Exercise prompt
Give the data again in full, with every character unchanged.
[Start of section]
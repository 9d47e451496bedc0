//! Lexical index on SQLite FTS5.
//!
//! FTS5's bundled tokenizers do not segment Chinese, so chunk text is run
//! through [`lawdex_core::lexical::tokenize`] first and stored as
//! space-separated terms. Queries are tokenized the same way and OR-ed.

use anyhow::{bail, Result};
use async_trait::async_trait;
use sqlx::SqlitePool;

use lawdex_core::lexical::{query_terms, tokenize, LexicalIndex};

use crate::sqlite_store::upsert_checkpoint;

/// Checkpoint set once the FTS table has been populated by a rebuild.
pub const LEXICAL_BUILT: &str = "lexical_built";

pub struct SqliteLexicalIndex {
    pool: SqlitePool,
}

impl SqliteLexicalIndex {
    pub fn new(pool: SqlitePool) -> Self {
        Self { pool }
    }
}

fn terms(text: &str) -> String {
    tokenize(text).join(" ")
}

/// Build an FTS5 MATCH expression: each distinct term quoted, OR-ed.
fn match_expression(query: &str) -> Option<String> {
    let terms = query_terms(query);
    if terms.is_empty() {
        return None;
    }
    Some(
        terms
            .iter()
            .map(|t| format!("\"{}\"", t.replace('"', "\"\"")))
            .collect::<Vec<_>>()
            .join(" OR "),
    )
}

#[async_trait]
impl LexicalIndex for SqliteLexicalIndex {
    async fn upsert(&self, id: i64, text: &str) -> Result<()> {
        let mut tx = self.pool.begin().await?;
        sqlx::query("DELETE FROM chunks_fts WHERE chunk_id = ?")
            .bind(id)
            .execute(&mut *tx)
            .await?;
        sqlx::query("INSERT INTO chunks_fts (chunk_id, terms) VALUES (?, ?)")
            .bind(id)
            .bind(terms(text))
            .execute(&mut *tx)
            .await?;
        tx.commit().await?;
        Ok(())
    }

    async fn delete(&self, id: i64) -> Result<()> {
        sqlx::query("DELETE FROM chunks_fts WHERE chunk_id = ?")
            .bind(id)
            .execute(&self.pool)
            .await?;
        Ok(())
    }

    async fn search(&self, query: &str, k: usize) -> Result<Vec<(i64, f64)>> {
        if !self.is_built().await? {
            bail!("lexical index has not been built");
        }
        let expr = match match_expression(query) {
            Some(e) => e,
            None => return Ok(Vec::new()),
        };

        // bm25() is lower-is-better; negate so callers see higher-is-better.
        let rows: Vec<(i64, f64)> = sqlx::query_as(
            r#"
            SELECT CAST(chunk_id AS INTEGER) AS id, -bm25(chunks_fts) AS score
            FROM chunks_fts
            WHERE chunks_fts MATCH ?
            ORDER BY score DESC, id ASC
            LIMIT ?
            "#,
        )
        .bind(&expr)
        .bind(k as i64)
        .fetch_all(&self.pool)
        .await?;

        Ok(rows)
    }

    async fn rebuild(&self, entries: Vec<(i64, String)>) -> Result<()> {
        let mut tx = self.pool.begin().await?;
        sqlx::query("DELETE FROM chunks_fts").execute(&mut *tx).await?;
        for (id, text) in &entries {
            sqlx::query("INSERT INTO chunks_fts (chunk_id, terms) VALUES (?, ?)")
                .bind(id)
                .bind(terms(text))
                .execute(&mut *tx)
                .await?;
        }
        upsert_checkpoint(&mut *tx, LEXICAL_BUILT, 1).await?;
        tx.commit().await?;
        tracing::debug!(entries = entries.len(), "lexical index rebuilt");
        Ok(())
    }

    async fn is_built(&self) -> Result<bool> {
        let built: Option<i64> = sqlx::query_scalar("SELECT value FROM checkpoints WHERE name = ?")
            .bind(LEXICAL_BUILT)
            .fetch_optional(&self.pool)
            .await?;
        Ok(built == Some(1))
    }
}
[End of section]
Answer to the exercise
repository 9d47e451496bedc0
//! Lexical index on SQLite FTS5.
//!
//! FTS5's bundled tokenizers do not segment Chinese, so chunk text is run
//! through [`lawdex_core::lexical::tokenize`] first and stored as
//! space-separated terms. Queries are tokenized the same way and OR-ed.

use anyhow::{bail, Result};
use async_trait::async_trait;
use sqlx::SqlitePool;

use lawdex_core::lexical::{query_terms, tokenize, LexicalIndex};

use crate::sqlite_store::upsert_checkpoint;

/// Checkpoint set once the FTS table has been populated by a rebuild.
pub const LEXICAL_BUILT: &str = "lexical_built";

pub struct SqliteLexicalIndex {
    pool: SqlitePool,
}

impl SqliteLexicalIndex {
    pub fn new(pool: SqlitePool) -> Self {
        Self { pool }
    }
}

fn terms(text: &str) -> String {
    tokenize(text).join(" ")
}

/// Build an FTS5 MATCH expression: each distinct term quoted, OR-ed.
fn match_expression(query: &str) -> Option<String> {
    let terms = query_terms(query);
    if terms.is_empty() {
        return None;
    }
    Some(
        terms
            .iter()
            .map(|t| format!("\"{}\"", t.replace('"', "\"\"")))
            .collect::<Vec<_>>()
            .join(" OR "),
    )
}

#[async_trait]
impl LexicalIndex for SqliteLexicalIndex {
    async fn upsert(&self, id: i64, text: &str) -> Result<()> {
        let mut tx = self.pool.begin().await?;
        sqlx::query("DELETE FROM chunks_fts WHERE chunk_id = ?")
            .bind(id)
            .execute(&mut *tx)
            .await?;
        sqlx::query("INSERT INTO chunks_fts (chunk_id, terms) VALUES (?, ?)")
            .bind(id)
            .bind(terms(text))
            .execute(&mut *tx)
            .await?;
        tx.commit().await?;
        Ok(())
    }

    async fn delete(&self, id: i64) -> Result<()> {
        sqlx::query("DELETE FROM chunks_fts WHERE chunk_id = ?")
            .bind(id)
            .execute(&self.pool)
            .await?;
        Ok(())
    }

    async fn search(&self, query: &str, k: usize) -> Result<Vec<(i64, f64)>> {
        if !self.is_built().await? {
            bail!("lexical index has not been built");
        }
        let expr = match match_expression(query) {
            Some(e) => e,
            None => return Ok(Vec::new()),
        };

        // bm25() is lower-is-better; negate so callers see higher-is-better.
        let rows: Vec<(i64, f64)> = sqlx::query_as(
            r#"
            SELECT CAST(chunk_id AS INTEGER) AS id, -bm25(chunks_fts) AS score
            FROM chunks_fts
            WHERE chunks_fts MATCH ?
            ORDER BY score DESC, id ASC
            LIMIT ?
            "#,
        )
        .bind(&expr)
        .bind(k as i64)
        .fetch_all(&self.pool)
        .await?;

        Ok(rows)
    }

    async fn rebuild(&self, entries: Vec<(i64, String)>) -> Result<()> {
        let mut tx = self.pool.begin().await?;
        sqlx::query("DELETE FROM chunks_fts").execute(&mut *tx).await?;
        for (id, text) in &entries {
            sqlx::query("INSERT INTO chunks_fts (chunk_id, terms) VALUES (?, ?)")
                .bind(id)
                .bind(terms(text))
                .execute(&mut *tx)
                .await?;
        }
        upsert_checkpoint(&mut *tx, LEXICAL_BUILT, 1).await?;
        tx.commit().await?;
        tracing::debug!(entries = entries.len(), "lexical index rebuilt");
        Ok(())
    }

    async fn is_built(&self) -> Result<bool> {
        let built: Option<i64> = sqlx::query_scalar("SELECT value FROM checkpoints WHERE name = ?")
            .bind(LEXICAL_BUILT)
            .fetch_optional(&self.pool)
            .await?;
        Ok(built == Some(1))
    }
}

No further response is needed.